In the Zenoss UI, navigate to your AWS EC2 Account device, and find the gear icon menu in the bottom left corner of the window. Under this menu, click the option labeled "Find Missing Guest Devices." This will schedule a job for immediate execution, which will clear the guest ID cache and run the discovery process for each instance. Existing guest devices will remain, but any devices previously missed will be detected. You can monitor the progress of this job in the Jobs section of the UI, under the Advanced Tab.

Reasons a Guest Device Fails to be Discovered

Several criteria must be met in order for a guest device to be discovered by the AWS ZenPack. Those requirements are as follows:

  • The instance must contain a tag listed in the zAWSDiscover configuration property.
  • Guest device classes must be defined. See the "Device Class for Discovered Linux Instances" and "Device Class for Discovered Windows Instances" fields on the Device Overview page.
  • The guest must have a valid collector, either from the EC2 Instance's VPC, from the zAWSGuestCollector, or the default collector for the AWS account device.
  • The guest must have a valid manageIP, either the EC2 Instance's private IP, public IP, or its DNS name.
  • The EC2 Instance guest property must be set. This should be set automatically. If you believe it is set improperly, use the Find Missing Guest Devices feature described above.
  • The EC2 Instance _has_guest must be false. This should be set automatically. If you believe it is set improperly, use the Find Missing Guest Devices feature described above.
  • The guest device ID must not be previously cached in the AWS account's guest device ID cache. This should be handled automatically.

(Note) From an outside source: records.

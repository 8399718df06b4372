//! ONC RPC portmapper client (program 100000, version 2) over UDP.
//!
//! Calls carry AUTH_NULL credentials and are XDR encoded: every field is a
//! big-endian u32, opaque data is padded to a multiple of four bytes.
//! A call is retransmitted until a reply with the matching transaction id
//! arrives or the attempt budget is spent.

use std::io;
use std::net::{Ipv4Addr, SocketAddrV4, UdpSocket};
use std::time::{Duration, Instant};

use bytes::{Buf, BufMut, Bytes, BytesMut};
use tracing::{debug, trace};

use super::{PortRegistry, RegistryError};

const PMAP_PROG: u32 = 100_000;
const PMAP_VERS: u32 = 2;
const RPC_VERSION: u32 = 2;

const MSG_CALL: u32 = 0;
const MSG_REPLY: u32 = 1;
const MSG_ACCEPTED: u32 = 0;
const ACCEPT_SUCCESS: u32 = 0;
const AUTH_NULL: u32 = 0;

const IPPROTO_TCP: u32 = 6;

/// Portmapper's well-known port.
pub const PMAP_PORT: u16 = 111;

/// Version under which benchmark programs are registered.
pub const SERVICE_VERSION: u32 = 1;

const MAX_REPLY: usize = 512;

/// Portmapper procedures used here.
#[derive(Debug, Clone, Copy, PartialEq, Eq)]
pub enum Procedure {
    Set = 1,
    Unset = 2,
    GetPort = 3,
}

/// The `pmap` argument structure shared by SET, UNSET and GETPORT.
#[derive(Debug, Clone, Copy, PartialEq, Eq)]
pub struct Mapping {
    pub program: u32,
    pub version: u32,
    pub protocol: u32,
    pub port: u32,
}

impl Mapping {
    fn tcp(program: u32, port: u32) -> Self {
        Mapping {
            program,
            version: SERVICE_VERSION,
            protocol: IPPROTO_TCP,
            port,
        }
    }
}

/// Encode a portmapper call message.
pub fn encode_call(xid: u32, procedure: Procedure, mapping: &Mapping) -> Bytes {
    let mut buf = BytesMut::with_capacity(56);
    buf.put_u32(xid);
    buf.put_u32(MSG_CALL);
    buf.put_u32(RPC_VERSION);
    buf.put_u32(PMAP_PROG);
    buf.put_u32(PMAP_VERS);
    buf.put_u32(procedure as u32);
    // credential, then verifier: flavor + zero-length body each
    buf.put_u32(AUTH_NULL);
    buf.put_u32(0);
    buf.put_u32(AUTH_NULL);
    buf.put_u32(0);
    buf.put_u32(mapping.program);
    buf.put_u32(mapping.version);
    buf.put_u32(mapping.protocol);
    buf.put_u32(mapping.port);
    buf.freeze()
}

/// Decode a reply to the call with `expected_xid`.
///
/// Returns `Ok(None)` for a reply to some other call, otherwise the single
/// u32 result (a boolean for SET/UNSET, a port for GETPORT).
pub fn decode_reply(expected_xid: u32, mut reply: &[u8]) -> Result<Option<u32>, RegistryError> {
    if take_u32(&mut reply)? != expected_xid {
        return Ok(None);
    }
    if take_u32(&mut reply)? != MSG_REPLY {
        return Err(RegistryError::Malformed("message is not a reply"));
    }
    if take_u32(&mut reply)? != MSG_ACCEPTED {
        return Err(RegistryError::Rejected("call denied".into()));
    }

    let _verifier_flavor = take_u32(&mut reply)?;
    let verifier_len = take_u32(&mut reply)? as usize;
    let padded = verifier_len
        .checked_add(3)
        .ok_or(RegistryError::Malformed("verifier length overflow"))?
        & !3;
    if reply.remaining() < padded {
        return Err(RegistryError::Malformed("truncated verifier"));
    }
    reply.advance(padded);

    let status = take_u32(&mut reply)?;
    if status != ACCEPT_SUCCESS {
        return Err(RegistryError::Rejected(format!("accept status {}", status)));
    }
    take_u32(&mut reply).map(Some)
}

fn take_u32(buf: &mut &[u8]) -> Result<u32, RegistryError> {
    if buf.remaining() < 4 {
        return Err(RegistryError::Malformed("truncated reply"));
    }
    Ok(buf.get_u32())
}

// ---------------------------------------------------------------------------
// Portmapper
// ---------------------------------------------------------------------------

/// Client for the system portmapper / rpcbind.
#[derive(Debug, Clone)]
pub struct Portmapper {
    /// Portmapper that receives SET / UNSET.
    local: SocketAddrV4,
    /// Port queried on remote hosts for GETPORT.
    remote_port: u16,
    timeout: Duration,
    attempts: u32,
}

impl Default for Portmapper {
    fn default() -> Self {
        Self::new(
            SocketAddrV4::new(Ipv4Addr::LOCALHOST, PMAP_PORT),
            PMAP_PORT,
            Duration::from_secs(1),
            3,
        )
    }
}

impl Portmapper {
    pub fn new(local: SocketAddrV4, remote_port: u16, timeout: Duration, attempts: u32) -> Self {
        Self {
            local,
            remote_port,
            timeout,
            attempts: attempts.max(1),
        }
    }

    fn call(&self, server: SocketAddrV4, procedure: Procedure, mapping: Mapping) -> Result<u32, RegistryError> {
        let socket = UdpSocket::bind((Ipv4Addr::UNSPECIFIED, 0))?;
        let xid: u32 = rand::random();
        let request = encode_call(xid, procedure, &mapping);
        let mut buf = [0u8; MAX_REPLY];

        for attempt in 1..=self.attempts {
            socket.send_to(&request, server)?;
            trace!(%server, ?procedure, xid, attempt, "portmapper call sent");

            let deadline = Instant::now() + self.timeout;
            loop {
                let remaining = deadline.saturating_duration_since(Instant::now());
                if remaining.is_zero() {
                    break;
                }
                socket.set_read_timeout(Some(remaining))?;
                match socket.recv_from(&mut buf) {
                    Ok((len, _from)) => match decode_reply(xid, &buf[..len])? {
                        Some(value) => return Ok(value),
                        None => trace!(xid, "ignoring reply to another call"),
                    },
                    Err(e) if matches!(e.kind(), io::ErrorKind::WouldBlock | io::ErrorKind::TimedOut) => break,
                    Err(e) if e.kind() == io::ErrorKind::Interrupted => continue,
                    Err(e) => return Err(e.into()),
                }
            }
            debug!(%server, ?procedure, attempt, "portmapper call timed out");
        }

        Err(RegistryError::Timeout {
            addr: server.to_string(),
            attempts: self.attempts,
        })
    }
}

impl PortRegistry for Portmapper {
    fn register(&self, program: u32, port: u32) -> Result<(), RegistryError> {
        match self.call(self.local, Procedure::Set, Mapping::tcp(program, port))? {
            0 => Err(RegistryError::Refused),
            _ => Ok(()),
        }
    }

    fn unregister(&self, program: u32) -> Result<(), RegistryError> {
        // UNSET ignores protocol and port; a false result only means nothing was registered
        let mapping = Mapping {
            program,
            version: SERVICE_VERSION,
            protocol: 0,
            port: 0,
        };
        self.call(self.local, Procedure::Unset, mapping).map(|_| ())
    }

    fn lookup(&self, host: Ipv4Addr, program: u32) -> Result<Option<u32>, RegistryError> {
        let server = SocketAddrV4::new(host, self.remote_port);
        match self.call(server, Procedure::GetPort, Mapping::tcp(program, 0))? {
            0 => Ok(None),
            port => Ok(Some(port)),
        }
    }
}

#[cfg(test)]
mod tests {
    use super::*;
    use std::thread;

    fn encode_reply(xid: u32, verifier: &[u8], status: u32, value: u32) -> Vec<u8> {
        let mut buf = BytesMut::new();
        buf.put_u32(xid);
        buf.put_u32(MSG_REPLY);
        buf.put_u32(MSG_ACCEPTED);
        buf.put_u32(AUTH_NULL);
        buf.put_u32(verifier.len() as u32);
        buf.put_slice(verifier);
        for _ in 0..(4 - verifier.len() % 4) % 4 {
            buf.put_u8(0);
        }
        buf.put_u32(status);
        buf.put_u32(value);
        buf.to_vec()
    }

    /// Answer `requests` calls; `answer` maps (procedure, mapping) to the result word.
    fn fake_portmapper(
        requests: usize,
        answer: impl Fn(u32, Mapping) -> u32 + Send + 'static,
    ) -> (SocketAddrV4, thread::JoinHandle<Vec<u32>>) {
        let socket = UdpSocket::bind("127.0.0.1:0").unwrap();
        let addr = match socket.local_addr().unwrap() {
            std::net::SocketAddr::V4(a) => a,
            other => panic!("unexpected address {}", other),
        };
        let handle = thread::spawn(move || {
            let mut seen = Vec::new();
            let mut buf = [0u8; 512];
            for _ in 0..requests {
                let (len, from) = socket.recv_from(&mut buf).unwrap();
                let mut call = &buf[..len];
                let xid = call.get_u32();
                call.advance(16);
                let procedure = call.get_u32();
                call.advance(16);
                let mapping = Mapping {
                    program: call.get_u32(),
                    version: call.get_u32(),
                    protocol: call.get_u32(),
                    port: call.get_u32(),
                };
                seen.push(procedure);
                let reply = encode_reply(xid, &[], ACCEPT_SUCCESS, answer(procedure, mapping));
                socket.send_to(&reply, from).unwrap();
            }
            seen
        });
        (addr, handle)
    }

    #[test]
    fn test_encode_getport_call() {
        let call = encode_call(0xdead_beef, Procedure::GetPort, &Mapping::tcp(44, 0));
        assert_eq!(call.len(), 56);
        let words: Vec<u32> = call.chunks(4).map(|c| u32::from_be_bytes([c[0], c[1], c[2], c[3]])).collect();
        assert_eq!(
            words,
            vec![0xdead_beef, 0, 2, 100_000, 2, 3, 0, 0, 0, 0, 44, 1, 6, 0]
        );
    }

    #[test]
    fn test_decode_success_skips_padded_verifier() {
        let reply = encode_reply(7, &[1, 2, 3, 4, 5], ACCEPT_SUCCESS, 40_000);
        assert_eq!(decode_reply(7, &reply).unwrap(), Some(40_000));
    }

    #[test]
    fn test_decode_other_xid_is_ignored() {
        let reply = encode_reply(8, &[], ACCEPT_SUCCESS, 1);
        assert_eq!(decode_reply(7, &reply).unwrap(), None);
    }

    #[test]
    fn test_decode_rejections() {
        let reply = encode_reply(7, &[], 1, 0);
        assert!(matches!(decode_reply(7, &reply), Err(RegistryError::Rejected(_))));

        let mut denied = BytesMut::new();
        denied.put_u32(7);
        denied.put_u32(MSG_REPLY);
        denied.put_u32(1);
        assert!(matches!(decode_reply(7, &denied), Err(RegistryError::Rejected(_))));

        let truncated = &encode_reply(7, &[], ACCEPT_SUCCESS, 1)[..20];
        assert!(matches!(decode_reply(7, truncated), Err(RegistryError::Malformed(_))));
    }

    #[test]
    fn test_lookup_against_fake_portmapper() {
        let (addr, handle) = fake_portmapper(2, |_, mapping| if mapping.program == 44 { 40_404 } else { 0 });
        let pm = Portmapper::new(addr, addr.port(), Duration::from_secs(2), 1);

        assert_eq!(pm.lookup(Ipv4Addr::LOCALHOST, 44).unwrap(), Some(40_404));
        assert_eq!(pm.lookup(Ipv4Addr::LOCALHOST, 45).unwrap(), None);
        assert_eq!(handle.join().unwrap(), vec![3, 3]);
    }

    #[test]
    fn test_register_and_unregister_against_fake_portmapper() {
        let (addr, handle) = fake_portmapper(3, |procedure, mapping| match procedure {
            1 if mapping.port == 0 => 0,
            _ => 1,
        });
        let pm = Portmapper::new(addr, addr.port(), Duration::from_secs(2), 1);

        pm.register(44, 40_404).unwrap();
        assert!(matches!(pm.register(44, 0), Err(RegistryError::Refused)));
        pm.unregister(44).unwrap();
        assert_eq!(handle.join().unwrap(), vec![1, 1, 2]);
    }

    #[test]
    fn test_silent_portmapper_times_out() {
        let silent = UdpSocket::bind("127.0.0.1:0").unwrap();
        let addr = match silent.local_addr().unwrap() {
            std::net::SocketAddr::V4(a) => a,
            other => panic!("unexpected address {}", other),
        };
        let pm = Portmapper::new(addr, addr.port(), Duration::from_millis(50), 2);
        match pm.lookup(Ipv4Addr::LOCALHOST, 44) {
            Err(RegistryError::Timeout { attempts, .. }) => assert_eq!(attempts, 2),
            other => panic!("expected timeout, got {:?}", other),
        }
    }
}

If you believe it is set improperly, use the Find Missing Guest Devices feature described above.

If all the criteria above are met by the EC2 Instance, and an existing device with an ID or title matching the EC2 Instance's ID exists, or an existing device has a matching IP address, the EC2 Instance will be linked to that existing device.

If no existing device matches the EC2 Instance, but the criteria above are met, a new device will be created in the Linux or Windows device class configured for the account.

Note that guest device creation is triggered during modeling, but is queued as a job to be run later. Thus a guest device will not show up until after modeling has been completed, and the corresponding scheduled job has been completed.

If a device link appears to be missing, double-check the criteria above, and run the Find Missing Guest Devices task described in the preceding section.

When creating guest devices a job should be scheduled for each guest device to be created. If a job was created for the guest device, but the guest device was not created, you can check the job output in the Jobs section of Zenoss.

If a job was not created, you can try running the modeler in debug mode to see why guest device creation was skipped.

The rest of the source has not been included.